-- DATA IN THIS EXERCISE follows --

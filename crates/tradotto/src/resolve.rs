//! Read-path locale resolution.
//!
//! Given the loaded translation rows of an entity and the ambient current
//! locale, selects the single row to expose under the configured fallback
//! policy. Absence is a defined result, never an error.

use std::collections::BTreeMap;

use anyhow::bail;
use serde::{Deserialize, Serialize};

use crate::models::TranslationRecord;

/// Rule determining which translation to expose when none exists for the
/// current locale.
#[derive(Debug, Clone, Copy, PartialEq, Eq, Default, Serialize, Deserialize)]
#[serde(rename_all = "lowercase")]
pub enum FallbackPolicy {
    /// No fallback: a missing current-locale row resolves to absent.
    #[default]
    None,

    /// Fall back to the application-configured fallback locale.
    App,

    /// Fall back to the first row in load order.
    First,
}

impl FallbackPolicy {
    /// Parse a configuration value ("none"/"null"/empty, "app", or "first").
    pub fn parse(value: &str) -> anyhow::Result<Self> {
        match value.trim().to_lowercase().as_str() {
            "" | "none" | "null" => Ok(Self::None),
            "app" => Ok(Self::App),
            "first" => Ok(Self::First),
            other => bail!("invalid fallback policy '{other}': must be 'app', 'first', or 'none'"),
        }
    }
}

/// Select the translation row to expose for `current_locale`.
///
/// In order: the row matching `current_locale`; under [`FallbackPolicy::App`]
/// the row matching `fallback_locale`; under [`FallbackPolicy::First`] the
/// first row in load order (no sort is imposed here; load order is whatever
/// the storage layer returned); otherwise absent.
pub fn resolve<'a>(
    records: &'a [TranslationRecord],
    current_locale: &str,
    policy: FallbackPolicy,
    fallback_locale: Option<&str>,
) -> Option<&'a TranslationRecord> {
    if let Some(record) = records.iter().find(|r| r.locale == current_locale) {
        return Some(record);
    }

    match policy {
        FallbackPolicy::App => {
            fallback_locale.and_then(|locale| records.iter().find(|r| r.locale == locale))
        }
        FallbackPolicy::First => records.first(),
        FallbackPolicy::None => None,
    }
}

/// Map every loaded row's locale to its value for `attribute`, independent of
/// fallback policy.
pub fn all_translations(
    records: &[TranslationRecord],
    attribute: &str,
) -> BTreeMap<String, Option<String>> {
    records
        .iter()
        .map(|r| (r.locale.clone(), r.value(attribute).map(str::to_string)))
        .collect()
}
//! Configuration loaded from environment variables.

use std::env;

use anyhow::{Context, Result};

use crate::locale::validate_locale;
use crate::resolve::FallbackPolicy;

/// Engine configuration.
#[derive(Debug, Clone)]
pub struct Config {
    /// Enroll every registered type in eager association loading
    /// (default: false).
    pub auto_load: bool,

    /// Fallback policy for read-path locale resolution (default: none).
    pub fallback: FallbackPolicy,

    /// Application-configured fallback locale, consumed only when `fallback`
    /// is `app`. Owned by the host application.
    pub fallback_locale: Option<String>,

    /// PostgreSQL connection URL.
    pub database_url: String,

    /// Maximum database connections in pool (default: 10).
    pub database_max_connections: u32,
}

impl Config {
    /// Load configuration from environment variables.
    pub fn from_env() -> Result<Self> {
        let auto_load = env::var("TRANSLATABLE_AUTO_LOAD")
            .unwrap_or_else(|_| "false".to_string())
            .parse()
            .context("TRANSLATABLE_AUTO_LOAD must be true or false")?;

        let fallback = FallbackPolicy::parse(
            &env::var("TRANSLATABLE_FALLBACK").unwrap_or_default(),
        )?;

        let fallback_locale = match env::var("APP_FALLBACK_LOCALE") {
            Ok(locale) if !locale.trim().is_empty() => {
                let locale = locale.trim().to_string();
                validate_locale(&locale)
                    .with_context(|| format!("APP_FALLBACK_LOCALE '{locale}' is not a locale"))?;
                Some(locale)
            }
            _ => None,
        };

        let database_url =
            env::var("DATABASE_URL").context("DATABASE_URL environment variable is required")?;

        let database_max_connections = env::var("DATABASE_MAX_CONNECTIONS")
            .unwrap_or_else(|_| "10".to_string())
            .parse()
            .context("DATABASE_MAX_CONNECTIONS must be a valid u32")?;

        Ok(Self {
            auto_load,
            fallback,
            fallback_locale,
            database_url,
            database_max_connections,
        })
    }
}
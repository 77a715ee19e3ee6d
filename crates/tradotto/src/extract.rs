//! Write-path attribute extraction.
//!
//! Splits a flat attribute map into the base-entity attributes and a
//! locale-indexed translation set, validating shape along the way.

use std::collections::BTreeMap;

use serde_json::{Map, Value};

use crate::error::{TranslationError, TranslationResult};
use crate::locale::validate_locale;
use crate::registry::TranslatableDefinition;

/// Flat attribute map, as accepted by the write path.
pub type AttributeMap = Map<String, Value>;

/// Locale-indexed translation values: locale -> attribute -> value.
///
/// Transient; produced by [`extract`] and consumed immediately by the
/// synchronizer. BTreeMap keys give deterministic per-locale write order.
pub type TranslationSet = BTreeMap<String, BTreeMap<String, Value>>;

/// Fail with [`TranslationError::MissingTranslatables`] when the type never
/// declared translatable attributes. The synchronizer runs this before
/// opening a transaction.
pub(crate) fn ensure_declared(def: &TranslatableDefinition) -> TranslationResult<()> {
    if def.translatable.is_empty() {
        return Err(TranslationError::MissingTranslatables {
            type_name: def.type_name.clone(),
        });
    }
    Ok(())
}

/// Split `attributes` into (remaining base attributes, translation set).
///
/// Each declared translatable attribute present in the map must be a JSON
/// object mapping locale codes to scalar values; declared attributes absent
/// from the map are skipped. Non-translatable entries pass through untouched.
pub fn extract(
    def: &TranslatableDefinition,
    attributes: AttributeMap,
) -> TranslationResult<(AttributeMap, TranslationSet)> {
    ensure_declared(def)?;

    let mut remaining = attributes;
    let mut set = TranslationSet::new();

    for attribute in &def.translatable {
        let Some(value) = remaining.remove(attribute) else {
            continue;
        };

        let Value::Object(locales) = value else {
            return Err(TranslationError::InvalidFormat {
                attribute: attribute.clone(),
            });
        };

        for (locale, value) in locales {
            validate_locale(&locale)?;
            if value.is_object() || value.is_array() {
                return Err(TranslationError::InvalidFormat {
                    attribute: attribute.clone(),
                });
            }
            set.entry(locale)
                .or_default()
                .insert(attribute.clone(), value);
        }
    }

    Ok((remaining, set))
}

#[cfg(test)]
#[allow(clippy::unwrap_used, clippy::expect_used)]
mod tests {
    use super::*;
    use serde_json::json;

    use crate::registry::TranslatableDefinition;

    fn product() -> TranslatableDefinition {
        TranslatableDefinition::new("app.catalog.Product", "product", ["name", "description"])
    }

    fn attrs(value: Value) -> AttributeMap {
        match value {
            Value::Object(map) => map,
            other => panic!("expected object, got {other}"),
        }
    }

    #[test]
    fn splits_translatable_from_base_attributes() {
        let input = attrs(json!({
            "sku": "CH-001",
            "price": 1999,
            "name": {"en": "Chair", "fr": "Chaise"},
            "description": {"en": "A chair"},
        }));

        let (remaining, set) = extract(&product(), input).unwrap();

        assert_eq!(remaining.len(), 2);
        assert_eq!(remaining["sku"], json!("CH-001"));
        assert_eq!(remaining["price"], json!(1999));

        assert_eq!(set.len(), 2);
        assert_eq!(set["en"]["name"], json!("Chair"));
        assert_eq!(set["en"]["description"], json!("A chair"));
        assert_eq!(set["fr"]["name"], json!("Chaise"));
        assert!(!set["fr"].contains_key("description"));
    }

    #[test]
    fn absent_translatable_attributes_are_skipped() {
        let input = attrs(json!({"sku": "CH-001", "name": {"en": "Chair"}}));
        let (remaining, set) = extract(&product(), input).unwrap();

        assert_eq!(remaining.len(), 1);
        assert_eq!(set.len(), 1);
        // "description" was declared but not supplied: no entry for any locale.
        assert!(!set["en"].contains_key("description"));
    }

    #[test]
    fn no_translatable_input_yields_empty_set() {
        let input = attrs(json!({"sku": "CH-001"}));
        let (remaining, set) = extract(&product(), input).unwrap();
        assert_eq!(remaining.len(), 1);
        assert!(set.is_empty());
    }

    #[test]
    fn plain_string_for_translatable_attribute_is_invalid() {
        let input = attrs(json!({"name": "Chair"}));
        let err = extract(&product(), input).unwrap_err();
        match err {
            TranslationError::InvalidFormat { attribute } => assert_eq!(attribute, "name"),
            other => panic!("expected InvalidFormat, got {other:?}"),
        }
    }

    #[test]
    fn nested_object_value_is_invalid() {
        let input = attrs(json!({"name": {"en": {"value": "Chair"}}}));
        let err = extract(&product(), input).unwrap_err();
        match err {
            TranslationError::InvalidFormat { attribute } => assert_eq!(attribute, "name"),
            other => panic!("expected InvalidFormat, got {other:?}"),
        }
    }

    #[test]
    fn scalar_values_of_any_json_kind_are_accepted() {
        let input = attrs(json!({"name": {"en": "Chair", "fr": 7, "de": true, "es": null}}));
        let (_, set) = extract(&product(), input).unwrap();
        assert_eq!(set["fr"]["name"], json!(7));
        assert_eq!(set["de"]["name"], json!(true));
        assert_eq!(set["es"]["name"], json!(null));
    }

    #[test]
    fn malformed_locale_key_is_rejected() {
        let input = attrs(json!({"name": {"EN": "Chair"}}));
        let err = extract(&product(), input).unwrap_err();
        match err {
            TranslationError::InvalidLocale { locale } => assert_eq!(locale, "EN"),
            other => panic!("expected InvalidLocale, got {other:?}"),
        }
    }

    #[test]
    fn missing_declaration_is_a_configuration_error() {
        let def = TranslatableDefinition::new("app.catalog.Widget", "widget", Vec::<String>::new());
        let input = attrs(json!({"name": {"en": "Widget"}}));
        let err = extract(&def, input).unwrap_err();
        assert!(matches!(err, TranslationError::MissingTranslatables { .. }));
    }
}
//! Translation engine error types.

use thiserror::Error;

/// Errors raised by the translation engine.
#[derive(Debug, Error)]
pub enum TranslationError {
    /// The registered type declares no translatable attributes. This is a
    /// static configuration mistake; it is raised before any transaction
    /// opens and is never retried.
    #[error("type '{type_name}' declares no translatable attributes")]
    MissingTranslatables { type_name: String },

    /// A declared translatable attribute was supplied with something other
    /// than a locale-to-scalar mapping. Raised during extraction; rolls back
    /// the enclosing transaction.
    #[error("translatable attribute '{attribute}' must map locale codes to scalar values")]
    InvalidFormat { attribute: String },

    /// A translation payload was keyed by a malformed locale code.
    #[error("invalid locale code '{locale}'")]
    InvalidLocale { locale: String },

    /// Storage-layer failure, passed through unchanged.
    #[error("database error")]
    Database(#[from] sqlx::Error),

    /// Statement construction or row decoding failure.
    #[error("internal error")]
    Internal(#[from] anyhow::Error),
}

/// Result type alias using TranslationError.
pub type TranslationResult<T> = Result<T, TranslationError>;
//! TweetRAG TUI: interactive terminal chat over a tweet archive.
//!
//! Two tabs, built with `ratatui` + `crossterm`: a chat screen that answers
//! questions from the archive, and an archive screen showing the collection
//! and its ingest history.

mod app;
mod screens;
mod widgets;

use std::fs::File;

use color_eyre::eyre::Result;
use tracing_appender::non_blocking::WorkerGuard;
use tracing_subscriber::EnvFilter;

use tweetrag_shared::{config_dir, load_config, validate_config};

/// Log file written under the config directory; the terminal belongs to the UI.
const LOG_FILE_NAME: &str = "tui.log";

fn main() -> Result<()> {
    color_eyre::install()?;
    let _guard = init_file_logging()?;

    let config = load_config()?;
    validate_config(&config)?;

    let runtime = tokio::runtime::Runtime::new()?;
    let ctx = app::AppContext::new(config, runtime.handle().clone())?;
    app::run(ctx)
}

/// Route tracing to `~/.tweetrag/tui.log`. The guard must outlive the app.
fn init_file_logging() -> Result<WorkerGuard> {
    let dir = config_dir()?;
    std::fs::create_dir_all(&dir)?;
    let file = File::options()
        .append(true)
        .create(true)
        .open(dir.join(LOG_FILE_NAME))?;

    let (non_blocking, guard) = tracing_appender::non_blocking(file);
    let env_filter =
        EnvFilter::try_from_default_env().unwrap_or_else(|_| EnvFilter::new("tweetrag=info"));

    tracing_subscriber::fmt()
        .with_env_filter(env_filter)
        .with_ansi(false)
        .with_writer(non_blocking)
        .init();

    Ok(guard)
}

-- DATA IN THIS EXERCISE concluded --

What lines above hold the word "environment"? Pull each one out.

_EXERCISE SOLUTION_
//! Configuration loaded from environment variables.
    /// Load configuration from environment variables.
            env::var("DATABASE_URL").context("DATABASE_URL environment variable is required")?;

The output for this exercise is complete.